= EXERCISE DIRECTIONS =
Count every line in the data below where the word "counter" appears, then state only that count.

[INFORMATION GIVEN Boundary: Start]

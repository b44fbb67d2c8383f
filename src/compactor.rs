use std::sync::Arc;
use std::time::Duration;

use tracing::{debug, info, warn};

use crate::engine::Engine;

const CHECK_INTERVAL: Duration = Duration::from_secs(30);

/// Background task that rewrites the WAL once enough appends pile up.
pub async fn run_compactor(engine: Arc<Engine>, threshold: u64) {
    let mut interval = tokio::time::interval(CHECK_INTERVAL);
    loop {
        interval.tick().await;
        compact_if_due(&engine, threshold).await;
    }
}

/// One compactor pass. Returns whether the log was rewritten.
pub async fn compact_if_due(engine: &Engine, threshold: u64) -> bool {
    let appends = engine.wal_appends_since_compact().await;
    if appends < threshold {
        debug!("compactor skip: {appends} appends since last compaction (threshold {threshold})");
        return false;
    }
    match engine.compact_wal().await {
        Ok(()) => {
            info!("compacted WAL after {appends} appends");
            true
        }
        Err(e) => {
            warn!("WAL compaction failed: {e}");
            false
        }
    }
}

[INFORMATION GIVEN Boundary: End]
[INFORMATION GIVEN Boundary: Start]

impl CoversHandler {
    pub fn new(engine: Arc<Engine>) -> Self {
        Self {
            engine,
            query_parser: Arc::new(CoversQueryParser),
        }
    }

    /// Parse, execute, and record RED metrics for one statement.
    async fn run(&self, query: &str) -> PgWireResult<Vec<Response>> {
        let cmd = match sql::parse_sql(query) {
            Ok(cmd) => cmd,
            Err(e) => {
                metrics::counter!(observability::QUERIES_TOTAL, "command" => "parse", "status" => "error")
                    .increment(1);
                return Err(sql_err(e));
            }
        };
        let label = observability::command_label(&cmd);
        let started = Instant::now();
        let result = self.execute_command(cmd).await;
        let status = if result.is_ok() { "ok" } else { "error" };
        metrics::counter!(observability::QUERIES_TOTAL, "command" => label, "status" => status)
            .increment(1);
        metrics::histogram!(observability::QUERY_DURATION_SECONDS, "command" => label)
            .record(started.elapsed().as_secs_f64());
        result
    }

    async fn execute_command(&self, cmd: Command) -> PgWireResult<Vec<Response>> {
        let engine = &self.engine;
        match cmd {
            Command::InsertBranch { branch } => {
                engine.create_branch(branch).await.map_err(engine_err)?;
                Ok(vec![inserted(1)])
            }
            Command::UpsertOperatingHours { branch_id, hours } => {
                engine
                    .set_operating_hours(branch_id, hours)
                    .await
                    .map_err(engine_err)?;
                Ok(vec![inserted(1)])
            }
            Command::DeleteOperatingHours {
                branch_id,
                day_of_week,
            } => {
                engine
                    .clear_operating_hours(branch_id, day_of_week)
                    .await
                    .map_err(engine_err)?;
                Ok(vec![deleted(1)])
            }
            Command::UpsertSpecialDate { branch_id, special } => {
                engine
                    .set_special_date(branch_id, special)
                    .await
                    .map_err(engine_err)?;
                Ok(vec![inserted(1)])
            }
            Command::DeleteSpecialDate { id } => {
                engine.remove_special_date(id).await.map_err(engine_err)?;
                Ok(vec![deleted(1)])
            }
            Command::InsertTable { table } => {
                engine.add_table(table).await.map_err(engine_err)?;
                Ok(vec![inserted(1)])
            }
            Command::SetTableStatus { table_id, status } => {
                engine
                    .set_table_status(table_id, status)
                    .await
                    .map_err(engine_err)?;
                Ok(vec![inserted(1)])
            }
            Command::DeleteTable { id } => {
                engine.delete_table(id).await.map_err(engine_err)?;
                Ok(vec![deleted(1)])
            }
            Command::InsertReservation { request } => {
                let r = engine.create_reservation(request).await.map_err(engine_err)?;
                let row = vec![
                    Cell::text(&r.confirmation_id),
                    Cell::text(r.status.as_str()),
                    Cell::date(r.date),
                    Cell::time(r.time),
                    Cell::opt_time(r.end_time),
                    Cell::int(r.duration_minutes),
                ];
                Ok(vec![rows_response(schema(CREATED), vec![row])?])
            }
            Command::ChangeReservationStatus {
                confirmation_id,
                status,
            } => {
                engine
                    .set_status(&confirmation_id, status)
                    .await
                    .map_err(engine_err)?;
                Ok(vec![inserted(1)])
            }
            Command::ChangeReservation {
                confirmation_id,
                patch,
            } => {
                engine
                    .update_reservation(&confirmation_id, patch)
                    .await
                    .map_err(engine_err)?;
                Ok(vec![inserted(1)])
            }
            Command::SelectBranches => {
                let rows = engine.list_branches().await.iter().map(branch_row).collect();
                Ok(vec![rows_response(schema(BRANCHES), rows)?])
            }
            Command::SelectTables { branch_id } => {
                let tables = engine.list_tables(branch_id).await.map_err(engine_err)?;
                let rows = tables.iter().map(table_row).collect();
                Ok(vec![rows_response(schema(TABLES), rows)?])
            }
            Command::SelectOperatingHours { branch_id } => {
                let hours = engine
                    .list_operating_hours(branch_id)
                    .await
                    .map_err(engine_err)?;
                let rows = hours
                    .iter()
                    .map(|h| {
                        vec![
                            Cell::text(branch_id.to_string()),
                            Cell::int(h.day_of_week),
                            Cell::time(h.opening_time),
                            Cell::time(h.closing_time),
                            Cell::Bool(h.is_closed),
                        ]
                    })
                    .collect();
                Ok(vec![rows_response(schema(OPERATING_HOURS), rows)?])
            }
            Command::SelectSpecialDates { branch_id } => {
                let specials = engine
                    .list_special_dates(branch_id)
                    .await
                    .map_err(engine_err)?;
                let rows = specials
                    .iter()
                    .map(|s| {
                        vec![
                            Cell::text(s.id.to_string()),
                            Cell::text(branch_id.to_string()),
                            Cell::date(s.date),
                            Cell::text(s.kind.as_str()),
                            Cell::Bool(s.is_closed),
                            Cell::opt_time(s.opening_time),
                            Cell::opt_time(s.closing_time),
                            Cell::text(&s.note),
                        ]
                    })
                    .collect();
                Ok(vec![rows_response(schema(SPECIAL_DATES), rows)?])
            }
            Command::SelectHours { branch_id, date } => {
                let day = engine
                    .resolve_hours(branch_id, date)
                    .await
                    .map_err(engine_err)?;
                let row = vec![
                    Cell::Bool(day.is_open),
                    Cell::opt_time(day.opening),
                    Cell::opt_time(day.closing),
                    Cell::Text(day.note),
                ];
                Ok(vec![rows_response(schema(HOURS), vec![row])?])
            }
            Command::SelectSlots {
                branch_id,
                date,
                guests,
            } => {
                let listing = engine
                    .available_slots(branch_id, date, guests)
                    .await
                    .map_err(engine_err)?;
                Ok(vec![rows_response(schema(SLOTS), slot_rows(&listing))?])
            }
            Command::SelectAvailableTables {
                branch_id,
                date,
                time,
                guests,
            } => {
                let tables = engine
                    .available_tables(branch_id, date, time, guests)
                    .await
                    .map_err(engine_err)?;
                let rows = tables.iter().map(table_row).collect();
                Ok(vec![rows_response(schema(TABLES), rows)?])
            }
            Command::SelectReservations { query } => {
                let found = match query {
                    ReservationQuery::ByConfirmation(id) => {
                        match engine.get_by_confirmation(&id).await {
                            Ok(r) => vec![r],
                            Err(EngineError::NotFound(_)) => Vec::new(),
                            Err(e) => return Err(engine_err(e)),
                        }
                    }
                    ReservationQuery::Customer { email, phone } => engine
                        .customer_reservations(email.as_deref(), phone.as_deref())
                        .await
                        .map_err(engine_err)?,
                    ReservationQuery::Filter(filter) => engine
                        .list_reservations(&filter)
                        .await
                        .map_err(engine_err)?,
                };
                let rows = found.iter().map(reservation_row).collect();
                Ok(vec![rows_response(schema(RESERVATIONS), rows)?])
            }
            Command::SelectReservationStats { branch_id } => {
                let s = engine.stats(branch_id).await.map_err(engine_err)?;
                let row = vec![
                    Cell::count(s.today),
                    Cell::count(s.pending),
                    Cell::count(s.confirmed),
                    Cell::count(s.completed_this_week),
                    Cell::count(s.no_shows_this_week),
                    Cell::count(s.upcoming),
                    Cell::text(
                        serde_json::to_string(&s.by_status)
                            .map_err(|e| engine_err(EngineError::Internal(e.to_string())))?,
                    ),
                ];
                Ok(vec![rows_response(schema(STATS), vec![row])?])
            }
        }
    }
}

[INFORMATION GIVEN Boundary: End]

= RESPONSE TO THIS EXERCISE =
2